Source data »
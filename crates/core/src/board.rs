//! Board module - manages the tile grid
//!
//! The board is a 4x4 grid of tile values. `0` marks an empty cell; every other
//! value is a power of two. Coordinates are `(row, col)` with row 0 at the top.
//!
//! Sliding works line by line: each row (Left/Right) or column (Up/Down) is read
//! in travel order, compressed toward index 0 with [`compress_line`], and written
//! back. Right/Down lines are read reversed so one compression routine serves all
//! four directions. All hot paths are allocation-free.

use arrayvec::ArrayVec;

use crate::types::{Direction, Grid, Line, GRID_CELLS, GRID_SIZE};

/// Compress one line toward index 0, merging equal neighbours once.
///
/// Zeros are dropped, then tiles are scanned left to right: a tile equal to the
/// last output tile doubles it, and a zero placeholder is pushed after the merge
/// so the doubled tile cannot merge again in the same pass. Placeholders are
/// dropped and the result is padded with zeros.
///
/// ```
/// use tui_2048_core::board::compress_line;
///
/// assert_eq!(compress_line([2, 2, 2, 0]), [4, 2, 0, 0]);
/// assert_eq!(compress_line([2, 2, 2, 2]), [4, 4, 0, 0]);
/// assert_eq!(compress_line([0, 4, 0, 4]), [8, 0, 0, 0]);
/// ```
pub fn compress_line(line: Line) -> Line {
    // Scratch holds at most one placeholder per merge plus every tile.
    let mut scratch: ArrayVec<u32, { 2 * GRID_SIZE }> = ArrayVec::new();
    for value in line.into_iter().filter(|&v| v != 0) {
        match scratch.last_mut() {
            Some(last) if *last == value => {
                *last *= 2;
                scratch.push(0);
            }
            _ => scratch.push(value),
        }
    }

    let mut out = [0u32; GRID_SIZE];
    for (slot, value) in out
        .iter_mut()
        .zip(scratch.into_iter().filter(|&v| v != 0))
    {
        *slot = value;
    }
    out
}

/// The game board - 4x4 grid of tile values
#[derive(Debug, Clone, Copy, PartialEq, Eq, Hash)]
pub struct Board {
    rows: Grid,
}

impl Board {
    /// Create a new empty board
    pub fn new() -> Self {
        Self {
            rows: [[0; GRID_SIZE]; GRID_SIZE],
        }
    }

    /// Create a board from explicit rows
    pub fn from_rows(rows: Grid) -> Self {
        Self { rows }
    }

    /// Borrow the row-major grid
    pub fn rows(&self) -> &Grid {
        &self.rows
    }

    /// Get the tile at `(row, col)`
    /// Returns None if out of bounds
    pub fn get(&self, row: usize, col: usize) -> Option<u32> {
        self.rows.get(row).and_then(|r| r.get(col)).copied()
    }

    /// Set the tile at `(row, col)`
    /// Returns false if out of bounds
    pub fn set(&mut self, row: usize, col: usize, value: u32) -> bool {
        match self.rows.get_mut(row).and_then(|r| r.get_mut(col)) {
            Some(cell) => {
                *cell = value;
                true
            }
            None => false,
        }
    }

    /// Empty cells in row-major order
    pub fn empty_cells(&self) -> ArrayVec<(usize, usize), GRID_CELLS> {
        let mut out = ArrayVec::new();
        for (r, row) in self.rows.iter().enumerate() {
            for (c, &value) in row.iter().enumerate() {
                if value == 0 {
                    out.push((r, c));
                }
            }
        }
        out
    }

    pub fn empty_count(&self) -> usize {
        self.rows.iter().flatten().filter(|&&v| v == 0).count()
    }

    pub fn is_full(&self) -> bool {
        self.rows.iter().flatten().all(|&v| v != 0)
    }

    pub fn is_empty(&self) -> bool {
        self.rows.iter().flatten().all(|&v| v == 0)
    }

    /// Largest tile on the board (0 when empty)
    pub fn max_tile(&self) -> u32 {
        self.rows.iter().flatten().copied().max().unwrap_or(0)
    }

    /// Read line `index` in the travel order of `dir`
    fn line(&self, dir: Direction, index: usize) -> Line {
        let mut line = [0u32; GRID_SIZE];
        for (i, slot) in line.iter_mut().enumerate() {
            *slot = if dir.is_horizontal() {
                self.rows[index][i]
            } else {
                self.rows[i][index]
            };
        }
        if dir.is_reversed() {
            line.reverse();
        }
        line
    }

    /// Write line `index` back, undoing the travel-order reversal
    fn write_line(&mut self, dir: Direction, index: usize, mut line: Line) {
        if dir.is_reversed() {
            line.reverse();
        }
        for (i, value) in line.into_iter().enumerate() {
            if dir.is_horizontal() {
                self.rows[index][i] = value;
            } else {
                self.rows[i][index] = value;
            }
        }
    }

    /// Slide and merge every line toward `dir`.
    ///
    /// Returns true if any cell changed.
    pub fn slide(&mut self, dir: Direction) -> bool {
        let mut changed = false;
        for index in 0..GRID_SIZE {
            let before = self.line(dir, index);
            let after = compress_line(before);
            if after != before {
                changed = true;
                self.write_line(dir, index, after);
            }
        }
        changed
    }

    /// Would sliding toward `dir` change anything? (board untouched)
    pub fn would_change(&self, dir: Direction) -> bool {
        let mut probe = *self;
        probe.slide(dir)
    }
}

impl Default for Board {
    fn default() -> Self {
        Self::new()
    }
}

What is needed » All of the data above needs to be set down again exactly. Include every line.

Response to the task »
filename crates/core/src/board.rs
//! Board module - manages the tile grid
//!
//! The board is a 4x4 grid of tile values. `0` marks an empty cell; every other
//! value is a power of two. Coordinates are `(row, col)` with row 0 at the top.
//!
//! Sliding works line by line: each row (Left/Right) or column (Up/Down) is read
//! in travel order, compressed toward index 0 with [`compress_line`], and written
//! back. Right/Down lines are read reversed so one compression routine serves all
//! four directions. All hot paths are allocation-free.

use arrayvec::ArrayVec;

use crate::types::{Direction, Grid, Line, GRID_CELLS, GRID_SIZE};

/// Compress one line toward index 0, merging equal neighbours once.
///
/// Zeros are dropped, then tiles are scanned left to right: a tile equal to the
/// last output tile doubles it, and a zero placeholder is pushed after the merge
/// so the doubled tile cannot merge again in the same pass. Placeholders are
/// dropped and the result is padded with zeros.
///
/// ```
/// use tui_2048_core::board::compress_line;
///
/// assert_eq!(compress_line([2, 2, 2, 0]), [4, 2, 0, 0]);
/// assert_eq!(compress_line([2, 2, 2, 2]), [4, 4, 0, 0]);
/// assert_eq!(compress_line([0, 4, 0, 4]), [8, 0, 0, 0]);
/// ```
pub fn compress_line(line: Line) -> Line {
    // Scratch holds at most one placeholder per merge plus every tile.
    let mut scratch: ArrayVec<u32, { 2 * GRID_SIZE }> = ArrayVec::new();
    for value in line.into_iter().filter(|&v| v != 0) {
        match scratch.last_mut() {
            Some(last) if *last == value => {
                *last *= 2;
                scratch.push(0);
            }
            _ => scratch.push(value),
        }
    }

    let mut out = [0u32; GRID_SIZE];
    for (slot, value) in out
        .iter_mut()
        .zip(scratch.into_iter().filter(|&v| v != 0))
    {
        *slot = value;
    }
    out
}

/// The game board - 4x4 grid of tile values
#[derive(Debug, Clone, Copy, PartialEq, Eq, Hash)]
pub struct Board {
    rows: Grid,
}

impl Board {
    /// Create a new empty board
    pub fn new() -> Self {
        Self {
            rows: [[0; GRID_SIZE]; GRID_SIZE],
        }
    }

    /// Create a board from explicit rows
    pub fn from_rows(rows: Grid) -> Self {
        Self { rows }
    }

    /// Borrow the row-major grid
    pub fn rows(&self) -> &Grid {
        &self.rows
    }

    /// Get the tile at `(row, col)`
    /// Returns None if out of bounds
    pub fn get(&self, row: usize, col: usize) -> Option<u32> {
        self.rows.get(row).and_then(|r| r.get(col)).copied()
    }

    /// Set the tile at `(row, col)`
    /// Returns false if out of bounds
    pub fn set(&mut self, row: usize, col: usize, value: u32) -> bool {
        match self.rows.get_mut(row).and_then(|r| r.get_mut(col)) {
            Some(cell) => {
                *cell = value;
                true
            }
            None => false,
        }
    }

    /// Empty cells in row-major order
    pub fn empty_cells(&self) -> ArrayVec<(usize, usize), GRID_CELLS> {
        let mut out = ArrayVec::new();
        for (r, row) in self.rows.iter().enumerate() {
            for (c, &value) in row.iter().enumerate() {
                if value == 0 {
                    out.push((r, c));
                }
            }
        }
        out
    }

    pub fn empty_count(&self) -> usize {
        self.rows.iter().flatten().filter(|&&v| v == 0).count()
    }

    pub fn is_full(&self) -> bool {
        self.rows.iter().flatten().all(|&v| v != 0)
    }

    pub fn is_empty(&self) -> bool {
        self.rows.iter().flatten().all(|&v| v == 0)
    }

    /// Largest tile on the board (0 when empty)
    pub fn max_tile(&self) -> u32 {
        self.rows.iter().flatten().copied().max().unwrap_or(0)
    }

    /// Read line `index` in the travel order of `dir`
    fn line(&self, dir: Direction, index: usize) -> Line {
        let mut line = [0u32; GRID_SIZE];
        for (i, slot) in line.iter_mut().enumerate() {
            *slot = if dir.is_horizontal() {
                self.rows[index][i]
            } else {
                self.rows[i][index]
            };
        }
        if dir.is_reversed() {
            line.reverse();
        }
        line
    }

    /// Write line `index` back, undoing the travel-order reversal
    fn write_line(&mut self, dir: Direction, index: usize, mut line: Line) {
        if dir.is_reversed() {
            line.reverse();
        }
        for (i, value) in line.into_iter().enumerate() {
            if dir.is_horizontal() {
                self.rows[index][i] = value;
            } else {
                self.rows[i][index] = value;
            }
        }
    }

    /// Slide and merge every line toward `dir`.
    ///
    /// Returns true if any cell changed.
    pub fn slide(&mut self, dir: Direction) -> bool {
        let mut changed = false;
        for index in 0..GRID_SIZE {
            let before = self.line(dir, index);
            let after = compress_line(before);
            if after != before {
                changed = true;
                self.write_line(dir, index, after);
            }
        }
        changed
    }

    /// Would sliding toward `dir` change anything? (board untouched)
    pub fn would_change(&self, dir: Direction) -> bool {
        let mut probe = *self;
        probe.slide(dir)
    }
}

impl Default for Board {
    fn default() -> Self {
        Self::new()
    }
}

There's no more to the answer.